For the first time, out of four missed opportunities, I went back to high school by attending my 20 year reunion.  In fact, this whole year has been a trip back to the days when I was young and stupid.  Now, I’m just older.  There’s a reason for all that, but that is not part of this story.  Let’s just say, I’ve been reborn in a manner of speaking.

But yeah, the past year has been rife with nostalgia and old feelings, some good, some bad.  Friendships rekindled.  Odds renewed.   And, in the end, the universe comes back to remind you of your place in the social cosmos of the high school hierarchy.    20 years later, you still can’t crash the cool kids party and get away without being pounded with the reminder that you are still the same guy you were back then, just older and a little bigger than you were.

Now, I didn’t mind high school.  In fact, it was probably some of the greatest times I had.  Then again, it’s possible I blocked out a lot of the bad stuff.  The awkwardness gets pushed back into the recesses of the mind while the heyday of riding around in cars with no particular place to go, being irresponsible, and being young and giddy over the feelings that inhabit your still fresh heart and mind.  You’ve got the whole world ahead of you and tomorrow is so far off in the distance.

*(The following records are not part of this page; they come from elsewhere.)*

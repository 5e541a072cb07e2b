//! API error type and [`axum::response::IntoResponse`] implementation.

use axum::{
  Json,
  extract::rejection::{JsonRejection, QueryRejection},
  http::StatusCode,
  response::{IntoResponse, Response},
};
use fio_core::enrich::EnrichError;
use serde_json::json;
use thiserror::Error;

/// An error returned by an API handler.
#[derive(Debug, Error)]
pub enum ApiError {
  #[error("invalid JSON: {0}")]
  InvalidJson(#[from] JsonRejection),

  #[error("invalid query: {0}")]
  InvalidQuery(#[from] QueryRejection),

  #[error(transparent)]
  Service(#[from] fio_core::Error),
}

impl ApiError {
  pub fn status(&self) -> StatusCode {
    use fio_core::Error as E;
    match self {
      ApiError::InvalidJson(_) | ApiError::InvalidQuery(_) => StatusCode::BAD_REQUEST,
      ApiError::Service(e) => match e {
        E::Validation(_) | E::InvalidArgument(_) => StatusCode::BAD_REQUEST,
        E::NotFound(_) => StatusCode::NOT_FOUND,
        E::Dependency(EnrichError::Unreachable(..)) => StatusCode::SERVICE_UNAVAILABLE,
        E::Dependency(EnrichError::Malformed(..)) | E::Store(_) => {
          StatusCode::INTERNAL_SERVER_ERROR
        }
      },
    }
  }
}

impl IntoResponse for ApiError {
  fn into_response(self) -> Response {
    let status = self.status();
    let message = self.to_string();
    if status.is_server_error() {
      tracing::error!(%status, error = %message, "request failed");
    } else {
      tracing::debug!(%status, error = %message, "request rejected");
    }
    (status, Json(json!({ "error": message }))).into_response()
  }
}
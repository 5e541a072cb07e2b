//! HTTP enrichment client.
//!
//! Implements [`fio_core::enrich::EnrichmentProvider`] against three external
//! prediction services (agify/genderize/nationalize-style APIs), each queried
//! with `GET <base>?name=<name>`.

mod client;
mod models;

pub use client::{EnrichConfig, HttpEnricher};
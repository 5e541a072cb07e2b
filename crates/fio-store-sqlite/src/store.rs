//! [`SqliteStore`] — the SQLite implementation of [`PersonStore`].

use std::path::Path;

use chrono::Utc;
use rusqlite::{
  OptionalExtension as _,
  functions::FunctionFlags,
  types::Value,
};
use tracing::{info, warn};

use fio_core::{
  person::{NewPerson, PersonFilter, PersonQuery, PersonRecord},
  store::PersonStore,
};

use crate::{
  Result,
  encode::{PERSON_COLUMNS, RawPerson, encode_dt},
  schema::{CASEFOLD_FN, PRAGMAS, SCHEMA, TABLE},
};

// ─── Store ───────────────────────────────────────────────────────────────────

/// A person store backed by a single SQLite file.
///
/// Cloning is cheap — the inner connection is reference-counted.
#[derive(Clone)]
pub struct SqliteStore {
  pub(crate) conn: tokio_rusqlite::Connection,
}

impl SqliteStore {
  /// Open (or create) a store at `path` and run schema initialisation.
  pub async fn open(path: impl AsRef<Path>) -> Result<Self> {
    let conn = tokio_rusqlite::Connection::open(path).await?;
    let store = Self { conn };
    store.init().await?;
    Ok(store)
  }

  /// Open an in-memory store — useful for testing.
  pub async fn open_in_memory() -> Result<Self> {
    let conn = tokio_rusqlite::Connection::open_in_memory().await?;
    let store = Self { conn };
    store.init().await?;
    Ok(store)
  }

  async fn init(&self) -> Result<()> {
    let existed = self
      .conn
      .call(|conn| {
        conn.execute_batch(PRAGMAS)?;
        conn.create_scalar_function(
          CASEFOLD_FN,
          1,
          FunctionFlags::SQLITE_UTF8 | FunctionFlags::SQLITE_DETERMINISTIC,
          |ctx| Ok(ctx.get::<String>(0)?.to_lowercase()),
        )?;

        let existed: bool = conn
          .query_row(
            "SELECT 1 FROM sqlite_master WHERE type = 'table' AND name = ?1",
            rusqlite::params![TABLE],
            |_| Ok(true),
          )
          .optional()?
          .unwrap_or(false);

        if !existed {
          conn.execute_batch(SCHEMA)?;
        }
        Ok(existed)
      })
      .await?;

    if existed {
      info!(table = TABLE, "table already exists, skipping migration");
    } else {
      info!(table = TABLE, "database migrated");
    }
    Ok(())
  }

  /// Run [`PersonStore::repair_sequence`], downgrading failure to a warning.
  ///
  /// Startup should not abort because the counter could not be adjusted.
  pub async fn repair_sequence_or_warn(&self) {
    match self.repair_sequence().await {
      Ok(next) => info!(next_id = next, "id sequence repaired"),
      Err(e) => warn!(error = %e, "failed to repair id sequence"),
    }
  }
}

// ─── Filter → SQL ────────────────────────────────────────────────────────────

/// Translate a filter into a `WHERE` clause and its positional parameters.
///
/// Mirrors [`PersonFilter::matches`]: substring filters compare casefolded
/// values with `instr`, so `%` and `_` in user input have no special meaning.
fn where_clause(filter: &PersonFilter) -> (String, Vec<Value>) {
  let mut conds:  Vec<String> = Vec::new();
  let mut params: Vec<Value>  = Vec::new();

  let mut push = |cond: &str, value: Value| {
    params.push(value);
    conds.push(cond.replace('?', &format!("?{}", params.len())));
  };

  if let Some(name) = &filter.name {
    push(
      &format!("instr({CASEFOLD_FN}(name), ?) > 0"),
      Value::Text(name.to_lowercase()),
    );
  }
  if let Some(surname) = &filter.surname {
    push(
      &format!("instr({CASEFOLD_FN}(surname), ?) > 0"),
      Value::Text(surname.to_lowercase()),
    );
  }
  if let Some(age) = filter.age {
    push("age = ?", Value::Integer(age));
  }
  if let Some(gender) = &filter.gender {
    push("gender = ?", Value::Text(gender.clone()));
  }
  if let Some(ethnicity) = &filter.ethnicity {
    push("ethnicity = ?", Value::Text(ethnicity.clone()));
  }

  let clause = if conds.is_empty() {
    String::new()
  } else {
    format!("WHERE {}", conds.join(" AND "))
  };
  (clause, params)
}

// ─── PersonStore impl ────────────────────────────────────────────────────────

impl PersonStore for SqliteStore {
  type Error = crate::Error;

  async fn create(&self, input: NewPerson) -> Result<PersonRecord> {
    let now     = Utc::now();
    let now_str = encode_dt(now);

    let NewPerson { name, surname, patronymic, age, gender, ethnicity } = input;
    let (n, s, p, g, e) = (
      name.clone(),
      surname.clone(),
      patronymic.clone(),
      gender.clone(),
      ethnicity.clone(),
    );

    let id = self
      .conn
      .call(move |conn| {
        conn.execute(
          "INSERT INTO persons (
             name, surname, patronymic, age, gender, ethnicity,
             created_at, updated_at
           ) VALUES (?1, ?2, ?3, ?4, ?5, ?6, ?7, ?7)",
          rusqlite::params![n, s, p, age, g, e, now_str],
        )?;
        Ok(conn.last_insert_rowid())
      })
      .await?;

    Ok(PersonRecord {
      id,
      name,
      surname,
      patronymic,
      age,
      gender,
      ethnicity,
      created_at: now,
      updated_at: now,
    })
  }

  async fn insert_with_id(&self, record: PersonRecord) -> Result<PersonRecord> {
    let row = record.clone();
    let created_str = encode_dt(row.created_at);
    let updated_str = encode_dt(row.updated_at);

    self
      .conn
      .call(move |conn| {
        conn.execute(
          "INSERT INTO persons (
             id, name, surname, patronymic, age, gender, ethnicity,
             created_at, updated_at
           ) VALUES (?1, ?2, ?3, ?4, ?5, ?6, ?7, ?8, ?9)",
          rusqlite::params![
            row.id,
            row.name,
            row.surname,
            row.patronymic,
            row.age,
            row.gender,
            row.ethnicity,
            created_str,
            updated_str,
          ],
        )?;
        Ok(())
      })
      .await?;

    Ok(record)
  }

  async fn get(&self, id: i64) -> Result<Option<PersonRecord>> {
    let raw: Option<RawPerson> = self
      .conn
      .call(move |conn| {
        Ok(
          conn
            .query_row(
              &format!("SELECT {PERSON_COLUMNS} FROM persons WHERE id = ?1"),
              rusqlite::params![id],
              RawPerson::from_row,
            )
            .optional()?,
        )
      })
      .await?;

    raw.map(RawPerson::into_person).transpose()
  }

  async fn update(&self, record: PersonRecord) -> Result<Option<PersonRecord>> {
    let row = record.clone();
    let updated_str = encode_dt(row.updated_at);

    let changed = self
      .conn
      .call(move |conn| {
        Ok(conn.execute(
          "UPDATE persons
           SET name = ?2, surname = ?3, patronymic = ?4, age = ?5,
               gender = ?6, ethnicity = ?7, updated_at = ?8
           WHERE id = ?1",
          rusqlite::params![
            row.id,
            row.name,
            row.surname,
            row.patronymic,
            row.age,
            row.gender,
            row.ethnicity,
            updated_str,
          ],
        )?)
      })
      .await?;

    Ok((changed > 0).then_some(record))
  }

  async fn delete(&self, id: i64) -> Result<bool> {
    let changed = self
      .conn
      .call(move |conn| {
        Ok(conn.execute("DELETE FROM persons WHERE id = ?1", rusqlite::params![id])?)
      })
      .await?;
    Ok(changed > 0)
  }

  async fn list(&self, query: &PersonQuery) -> Result<Vec<PersonRecord>> {
    let (clause, mut params) = where_clause(&query.filter);
    let limit_idx  = params.len() + 1;
    let offset_idx = params.len() + 2;
    params.push(Value::Integer(i64::try_from(query.limit).unwrap_or(i64::MAX)));
    params.push(Value::Integer(i64::try_from(query.offset).unwrap_or(i64::MAX)));

    let sql = format!(
      "SELECT {PERSON_COLUMNS}
       FROM persons
       {clause}
       ORDER BY id
       LIMIT ?{limit_idx} OFFSET ?{offset_idx}"
    );

    let raws: Vec<RawPerson> = self
      .conn
      .call(move |conn| {
        let mut stmt = conn.prepare(&sql)?;
        let rows = stmt
          .query_map(rusqlite::params_from_iter(params.iter()), RawPerson::from_row)?
          .collect::<rusqlite::Result<Vec<_>>>()?;
        Ok(rows)
      })
      .await?;

    raws.into_iter().map(RawPerson::into_person).collect()
  }

  async fn count(&self) -> Result<u64> {
    let count: i64 = self
      .conn
      .call(|conn| {
        Ok(conn.query_row("SELECT COUNT(*) FROM persons", [], |r| r.get(0))?)
      })
      .await?;
    Ok(count.max(0) as u64)
  }

  async fn repair_sequence(&self) -> Result<i64> {
    let next = self
      .conn
      .call(|conn| {
        let max_id: i64 = conn.query_row(
          "SELECT COALESCE(MAX(id), 0) FROM persons",
          [],
          |r| r.get(0),
        )?;

        let updated = conn.execute(
          "UPDATE sqlite_sequence SET seq = MAX(seq, ?2) WHERE name = ?1",
          rusqlite::params![TABLE, max_id],
        )?;
        if updated == 0 {
          conn.execute(
            "INSERT INTO sqlite_sequence (name, seq) VALUES (?1, ?2)",
            rusqlite::params![TABLE, max_id],
          )?;
        }

        let seq: i64 = conn.query_row(
          "SELECT seq FROM sqlite_sequence WHERE name = ?1",
          rusqlite::params![TABLE],
          |r| r.get(0),
        )?;
        Ok(seq + 1)
      })
      .await?;
    Ok(next)
  }
}

#[cfg(test)]
mod tests {
  use super::*;

  #[test]
  fn empty_filter_has_no_where_clause() {
    let (clause, params) = where_clause(&PersonFilter::default());
    assert!(clause.is_empty());
    assert!(params.is_empty());
  }

  #[test]
  fn placeholders_are_numbered_in_order() {
    let (clause, params) = where_clause(&PersonFilter {
      name: Some("Dmi".into()),
      age: Some(40),
      ethnicity: Some("RU".into()),
      ..Default::default()
    });
    assert_eq!(
      clause,
      "WHERE instr(casefold(name), ?1) > 0 AND age = ?2 AND ethnicity = ?3"
    );
    assert_eq!(params.len(), 3);
  }
}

Then, 20 years go by.  Suddenly, the panic sets into your soul.   It’s been two decades and you have not accomplished one goal you set down on paper in that biography from the back of your yearbook.  You’re going to face down the ghosts of your past and they will see the failure in your life and they will suck the last remaining ounces of hope out of you.  

So, I kind of set another goal for this milestone.  Try to get back some of those 20 years, so I can walk tall into that reunion.   I’ve spent the last 10 months working on losing weight, getting back into some shape other than round, and rediscovering that piece of me that I lost a long, long time ago.  And, I did that.  Now, I will be the first to throw myself under the bus when it comes to looks or physical stature.  However, compared to what I looked like this past October, I say, with all seriousness that, “I looked damn good.” 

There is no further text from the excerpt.